The MacArthur Fellowship is a $625,000, no-strings-attached award to extraordinarily talented and creative individuals as an investment in their potential. The Foundation has been awarding the grants since 1981.

There are three criteria for selection of Fellows:

  • Exceptional creativity
  • Promise for important future advances based on a track record of significant accomplishments
  • Potential for the Fellowship to facilitate subsequent creative work

The MacArthur Fellows Program is intended to encourage people of outstanding talent to pursue their own creative, intellectual, and professional inclinations. In keeping with this purpose, the Foundation awards fellowships directly to individuals rather than through institutions. Recipients may be writers, scientists, artists, social scientists, humanists, teachers, entrepreneurs, or those in other fields, with or without institutional affiliations. They may use their fellowship to advance their expertise, engage in bold new work, or, if they wish, to change fields or alter the direction of their careers.

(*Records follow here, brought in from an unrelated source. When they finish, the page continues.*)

//! Progressive-overload scoring.
//!
//! A session's sets for one exercise are compared against the sets of the
//! immediately preceding session for the same exercise. The score rewards
//! more reps at the same load, or more load with at most a small rep loss.

use super::round_tenth;
use crate::session::SetEntry;
use serde::Serialize;
use std::fmt;

/// Default weight distance for the nearest-weight fallback match.
pub const DEFAULT_WEIGHT_TOLERANCE: f64 = 2.5;

/// Reps credited per extra rep at an unchanged weight.
const REP_GAIN_CREDIT: f64 = 0.5;

/// Penalty per rep lost when the weight went up.
const REP_LOSS_PENALTY: f64 = 0.2;

/// A heavier set may lose at most this many reps and still count.
const MAX_REP_LOSS: i64 = 3;

/// Finds the previous set to compare `current` (at `index`) against.
///
/// Prefers the previous set at the same position; otherwise the first
/// previous set whose weight is within `tolerance` of the current weight.
pub fn find_comparable_set<'a>(
    previous: &'a [SetEntry],
    index: usize,
    current: &SetEntry,
    tolerance: f64,
) -> Option<&'a SetEntry> {
    previous.get(index).or_else(|| {
        previous
            .iter()
            .find(|p| (p.weight - current.weight).abs() <= tolerance)
    })
}

/// Score contribution of one comparable pair.
pub fn set_contribution(current: &SetEntry, previous: &SetEntry) -> f64 {
    let current_reps = i64::from(current.reps);
    let previous_reps = i64::from(previous.reps);

    if current.weight == previous.weight && current_reps > previous_reps {
        (current_reps - previous_reps) as f64 * REP_GAIN_CREDIT
    } else if current.weight > previous.weight && current_reps >= previous_reps - MAX_REP_LOSS {
        let rep_loss = (previous_reps - current_reps).max(0) as f64;
        (current.weight - previous.weight) - rep_loss * REP_LOSS_PENALTY
    } else {
        0.0
    }
}

/// Scores `current` sets against `previous` sets, rounded to one decimal.
///
/// Sets without a comparable previous set contribute nothing.
pub fn progressive_overload_score(
    current: &[SetEntry],
    previous: &[SetEntry],
    tolerance: f64,
) -> f64 {
    let total: f64 = current
        .iter()
        .enumerate()
        .filter_map(|(index, set)| {
            find_comparable_set(previous, index, set, tolerance)
                .map(|prev| set_contribution(set, prev))
        })
        .sum();
    round_tenth(total)
}

/// Label for how a session compares with its predecessor.
#[derive(Debug, Clone, Copy, PartialEq, Serialize)]
#[serde(rename_all = "camelCase", tag = "kind", content = "score")]
pub enum OverloadIndicator {
    /// No earlier session for this exercise
    FirstTime,
    Progress(f64),
    Maintenance,
    Regression(f64),
}

impl OverloadIndicator {
    /// Classifies an already computed score.
    pub fn from_score(score: f64) -> Self {
        if score > 0.0 {
            Self::Progress(score)
        } else if score == 0.0 {
            Self::Maintenance
        } else {
            Self::Regression(score)
        }
    }

    /// Compares `current` sets with an optional predecessor's sets.
    ///
    /// Without a predecessor the result is always `FirstTime`; no score is
    /// computed.
    pub fn classify(current: &[SetEntry], previous: Option<&[SetEntry]>, tolerance: f64) -> Self {
        match previous {
            None => Self::FirstTime,
            Some(previous) => {
                Self::from_score(progressive_overload_score(current, previous, tolerance))
            }
        }
    }

    /// The score behind the label; `FirstTime` reports 0.
    pub fn score(&self) -> f64 {
        match self {
            Self::Progress(score) | Self::Regression(score) => *score,
            Self::FirstTime | Self::Maintenance => 0.0,
        }
    }

    /// Stable machine-readable name.
    pub fn as_str(&self) -> &'static str {
        match self {
            Self::FirstTime => "first-time",
            Self::Progress(_) => "progress",
            Self::Maintenance => "maintenance",
            Self::Regression(_) => "regression",
        }
    }
}

impl fmt::Display for OverloadIndicator {
    fn fmt(&self, f: &mut fmt::Formatter<'_>) -> fmt::Result {
        match self {
            Self::FirstTime => write!(f, "First Time"),
            Self::Progress(score) => write!(f, "Progressive Overload (+{})", score),
            Self::Maintenance => write!(f, "Maintenance"),
            Self::Regression(_) => write!(f, "Regression"),
        }
    }
}

#[cfg(test)]
mod tests {
    use super::*;
    use chrono::DateTime;

    fn set(reps: u32, weight: f64) -> SetEntry {
        SetEntry {
            reps,
            weight,
            timestamp: DateTime::parse_from_rfc3339("2024-05-01T18:00:00Z").unwrap(),
        }
    }

    fn score(current: &[SetEntry], previous: &[SetEntry]) -> f64 {
        progressive_overload_score(current, previous, DEFAULT_WEIGHT_TOLERANCE)
    }

    #[test]
    fn test_heavier_same_reps_is_progress() {
        let previous = vec![set(8, 60.0)];
        let current = vec![set(8, 65.0)];
        assert_eq!(score(&current, &previous), 5.0);

        let indicator = OverloadIndicator::classify(&current, Some(&previous), 2.5);
        assert_eq!(indicator, OverloadIndicator::Progress(5.0));
        assert_eq!(indicator.to_string(), "Progressive Overload (+5)");
    }

    #[test]
    fn test_fewer_reps_same_weight_is_maintenance() {
        let previous = vec![set(10, 60.0)];
        let current = vec![set(6, 60.0)];
        assert_eq!(score(&current, &previous), 0.0);
        assert_eq!(
            OverloadIndicator::classify(&current, Some(&previous), 2.5),
            OverloadIndicator::Maintenance
        );
    }

    #[test]
    fn test_more_reps_same_weight() {
        let previous = vec![set(8, 60.0), set(8, 60.0)];
        let current = vec![set(10, 60.0), set(9, 60.0)];
        // (2 × 0.5) + (1 × 0.5)
        assert_eq!(score(&current, &previous), 1.5);
    }

    #[test]
    fn test_heavier_with_small_rep_loss_is_penalised() {
        let previous = vec![set(8, 60.0)];
        let current = vec![set(6, 62.5)];
        // 2.5 - 2 × 0.2
        assert_eq!(score(&current, &previous), 2.1);
    }

    #[test]
    fn test_heavier_with_large_rep_loss_scores_nothing() {
        let previous = vec![set(10, 60.0)];
        let current = vec![set(6, 70.0)];
        assert_eq!(score(&current, &previous), 0.0);
    }

    #[test]
    fn test_small_increase_with_rep_loss_can_regress() {
        let previous = vec![set(8, 60.0)];
        let current = vec![set(5, 60.5)];
        // 0.5 - 3 × 0.2 = -0.1
        let value = score(&current, &previous);
        assert_eq!(value, -0.1);
        assert_eq!(
            OverloadIndicator::from_score(value),
            OverloadIndicator::Regression(-0.1)
        );
    }

    #[test]
    fn test_first_time_never_computes() {
        let current = vec![set(8, 60.0)];
        let indicator = OverloadIndicator::classify(&current, None, 2.5);
        assert_eq!(indicator, OverloadIndicator::FirstTime);
        assert_eq!(indicator.score(), 0.0);
        assert_eq!(indicator.as_str(), "first-time");
    }

    #[test]
    fn test_positional_match_is_preferred() {
        let previous = vec![set(8, 100.0), set(8, 60.0)];
        let current = set(8, 61.0);
        let matched = find_comparable_set(&previous, 0, &current, 2.5).unwrap();
        assert_eq!(matched.weight, 100.0);
    }

    #[test]
    fn test_fallback_matches_nearest_weight_within_tolerance() {
        let previous = vec![set(8, 100.0), set(8, 60.0)];
        let current = set(8, 62.5);
        let matched = find_comparable_set(&previous, 2, &current, 2.5).unwrap();
        assert_eq!(matched.weight, 60.0);

        let too_far = set(8, 63.0);
        assert!(find_comparable_set(&previous, 2, &too_far, 2.5).is_none());
    }

    #[test]
    fn test_extra_sets_use_fallback_or_score_zero() {
        let previous = vec![set(8, 60.0)];
        // Second set has no positional partner; 61 is within 2.5 of 60
        let current = vec![set(8, 60.0), set(9, 61.0), set(5, 100.0)];
        // set 0: same weight same reps → 0
        // set 1: 61 vs 60, 9 ≥ 5 → 1.0
        // set 2: nothing within 2.5 of 100 → 0
        assert_eq!(score(&current, &previous), 1.0);
    }

    #[test]
    fn test_score_rounds_to_one_decimal() {
        let previous = vec![set(8, 60.0), set(8, 60.0), set(8, 60.0)];
        let current = vec![set(7, 60.1), set(7, 60.1), set(7, 60.1)];
        // 3 × (0.1 - 0.2) = -0.3 after rounding
        assert_eq!(score(&current, &previous), -0.3);
    }
}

Although nominees are reviewed for their achievements, the fellowship is not a lifetime achievement award, but rather an investment in a person's originality, insight, and potential. Indeed, the purpose of the MacArthur Fellows Program is to enable recipients to exercise their own creative instincts for the benefit of human society.

The Foundation does not require or expect specific products or reports from MacArthur Fellows and does not evaluate recipients' creativity during the term of the fellowship. The MacArthur Fellowship is a "no strings attached" award in support of people, not projects. Each fellowship comes with a stipend of $625,000 to the recipient, paid out in equal quarterly installments over five years.